My copy is sitting, unopened, on Jon Finkel’s shelf :/

Anyway, those are ten awesome books!

LOVE
MIKE

Frost Titan, Some Videos, Some Beats…

Concerning:

Frost Titan :: Adding Frost Titan to TurboLand :: (Adding Also Rampaging Baloths)
Videos with KYT :: bash Bash BASH :: … and Frost Titan

I once put Frost Titan on a sub-Sphinx of Jwar Isle level of playability. Oops.

We now join the continuing adventures of TurboLand, already in progress…

Most of you saw my article RE: TurboLand on TCGPlayer last week. And with it, the most heinous excuse for forum replies… well… ever basically (Patrick Chapin is convinced it is one troll with 76 accounts).

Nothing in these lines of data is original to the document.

//! JSON configuration for the solver dispatcher

use crate::dispatch::Method;
use serde::{Deserialize, Serialize};
use std::fs;
use std::path::Path;
use thiserror::Error;

/// Errors raised while loading or saving a configuration
#[derive(Debug, Error)]
pub enum ConfigError {
    #[error("failed to access config file: {0}")]
    Io(#[from] std::io::Error),
    #[error("failed to parse config: {0}")]
    Parse(#[from] serde_json::Error),
}

/// Direct solver configuration
#[derive(Debug, Clone, PartialEq, Eq, Default, Serialize, Deserialize)]
pub struct SolverConfig {
    /// Method used by [`crate::DirectSolver::solve_default`]
    #[serde(default)]
    pub method: Method,
    /// Verbosity level (0 = quiet, 1 = summary, 2+ = detailed)
    #[serde(default)]
    pub verbosity: usize,
}

impl SolverConfig {
    /// Parse a configuration from a JSON string
    pub fn from_json(json: &str) -> Result<Self, ConfigError> {
        Ok(serde_json::from_str(json)?)
    }

    /// Load configuration from a JSON file
    pub fn from_file<P: AsRef<Path>>(path: P) -> Result<Self, ConfigError> {
        let contents = fs::read_to_string(path)?;
        Self::from_json(&contents)
    }

    /// Save configuration to a JSON file
    pub fn to_file<P: AsRef<Path>>(&self, path: P) -> Result<(), ConfigError> {
        let json = serde_json::to_string_pretty(self)?;
        fs::write(path, json)?;
        Ok(())
    }
}

#[cfg(test)]
mod tests {
    use super::*;

    #[test]
    fn test_default_config() {
        let config = SolverConfig::default();
        assert_eq!(config.method, Method::Gauss);
        assert_eq!(config.verbosity, 0);
    }

    #[test]
    fn test_parse_config() {
        let config = SolverConfig::from_json(r#"{"method": "LUP", "verbosity": 1}"#).unwrap();
        assert_eq!(config.method, Method::Lup);
        assert_eq!(config.verbosity, 1);

        let partial = SolverConfig::from_json(r#"{"method": "crout"}"#).unwrap();
        assert_eq!(partial.method, Method::Crout);
        assert_eq!(partial.verbosity, 0);

        let empty = SolverConfig::from_json("{}").unwrap();
        assert_eq!(empty, SolverConfig::default());
    }

    #[test]
    fn test_parse_invalid_method() {
        let err = SolverConfig::from_json(r#"{"method": "bogus"}"#).unwrap_err();
        assert!(matches!(err, ConfigError::Parse(_)));
    }

    #[test]
    fn test_file_round_trip() {
        let dir = tempfile::tempdir().unwrap();
        let path = dir.path().join("solver.json");
        let config = SolverConfig {
            method: Method::Cholesky,
            verbosity: 2,
        };

        config.to_file(&path).unwrap();
        let contents = fs::read_to_string(&path).unwrap();
        assert!(contents.contains("\"cholesky\""));

        let loaded = SolverConfig::from_file(&path).unwrap();
        assert_eq!(loaded, config);
    }

    #[test]
    fn test_missing_file() {
        let err = SolverConfig::from_file("/nonexistent/solver.json").unwrap_err();
        assert!(matches!(err, ConfigError::Io(_)));
    }
}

Anyway, despite what the trolls say, I think TurboLand is one of the best decks in Standard, and it has been brilliantly +EV for me in the tournament queues. Fair’s fair: I did make some changes to the deck partly based on the comments from the forums on TCGPlayer, so we have this beauty (for your 5K consideration):

TurboLand Again!

2 Frost Titan
4 Jace, the Mind Sculptor

4 Genesis Wave
4 Joraga Treespeaker
4 Lotus Cobra
4 Oracle of Mul Daya
4 Overgrown Battlement
4 Primeval Titan
2 Rampaging Baloths

8 Forest
4 Halimar Depths
4 Island
4 Khalni Garden
4 Misty Rainforest
4 Tectonic Edge

sb:
1 Eldrazi Monument
1 Elixir of Immortality
4 Into the Roil
3 Negate
3 Obstinate Baloth
3 Pelakka Wurm

Main deck the main swap is:

The deck was a bit heavy on acceleration, and Explore is one of the only cards that is not good with Genesis Wave. I used the spots for more finishers.

It is important to note that I added sixes and not sevens. Yes, yes – I considered Avenger of Zendikar but that big seven is not as good as a six in this deck. Why? Consistency, predictability, and curve.

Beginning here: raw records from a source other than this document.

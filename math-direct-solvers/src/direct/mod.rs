//! Direct solvers for linear systems
//!
//! This module provides direct (non-iterative) solvers:
//! - [`gauss_solve`]: Gaussian elimination with first-non-zero pivot search
//! - [`lup_solve`]: LU decomposition with partial pivoting
//! - [`cholesky_solve`]: Cholesky for symmetric positive definite systems
//! - [`crout_solve`]: Crout decomposition for tridiagonal systems
//! - [`qr_solve_least_squares`]: Householder QR for least-squares problems

mod cholesky;
mod crout;
mod gauss;
mod lu;
mod qr;

pub use cholesky::{CholeskyDecomposition, cholesky_decompose, cholesky_solve};
pub use crout::{CroutDecomposition, crout_decompose, crout_solve};
pub use gauss::gauss_solve;
pub use lu::{LupDecomposition, lup_decompose, lup_solve};
pub use qr::{QrDecomposition, qr_decompose, qr_solve_least_squares};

You see, this is a Primeval Titan deck, which the original TurboLand was not, and most current Genesis Wave decks are not. What does that mean?

See where this is going?

Nine mana is GGG + 6 for a Genesis Wave follow up. Every non-Genesis Wave card in this deck is eligible for such an on-curve Wave. As good as Avenger of Zendikar might be… It isn’t that 100% of the time, so in the “explosive Landfall token creatures fatties” category, Rampaging Baloths gets the nod.

It is possible it is just right to play more Frost Titans, though. This deck is an “over the top” aspiring enigma, and doesn’t have an excess of battlefield control. Frost Titan is a Genesis Wave-friendly finisher that does just the right thing.

Two notes before we move on to movies:

  1. Primeval Titan into Halimar Depths is a combo. It is almost like having a mini-Jace, the Mind Sculptor. You can always draw the best card of the next three. In some cases you can toggle and tier your draws to set up Oracle of Mul Daya card advantage simultaneously. This can be invaluable for getting Genesis Wave and avoiding Genesis Wave + Genesis Wave issues.
  2. I am having big problems with the Argentum Armor deck. It is embarassing. It is like losing to ghosts in real life. What did you die of? You know, ghosts. Ghosts aren’t real! I know, embarassing. I was chatting with the guys from The Eh Team podcast and Scotty Mac suggested Ratchet Bomb… Might be the answer! The problem is that they have Sword of Body and Mind, and can run past my Frost Titans and my Khalni Garden tokens and motherloving deck me. Embarassing!

Anyway, the games:

This first set is semi-not exciting.

  1. First game KYT wins mostly because he went first. He talks about maybe not playing his Frost Titan on turn six. If he doesn’t play it there (tapping my land) I will almost certainly win. I have double Primeval Titan and Jace in my hand, so I will play a Primeval Titan if he doesn’t play a Frost Titan; he will Mana Leak. He will then be presented with the same decision. Except if he plays Frost Titan now I can resolve my Primeval Titan and presumably win with my Halimar Depths combo or Jace in hand… But he won.
  2. Second game KYT won because I stopped on two.
  3. I won the third game, which was exciting.
  4. We played another 3-4 games, but KYT lost them. In other news, I won all of them 🙂

Anyway, we are hella thankful to KYT for recording and editing these.

Next set:

This one is not unexciting… It is in fact quite exciting. And embarassing. We both basically play awful, awful Magic. But you can at least see the TurboLand deck do some interesting stuff this time around.

Thanks to KYT, again, for his help and testing these!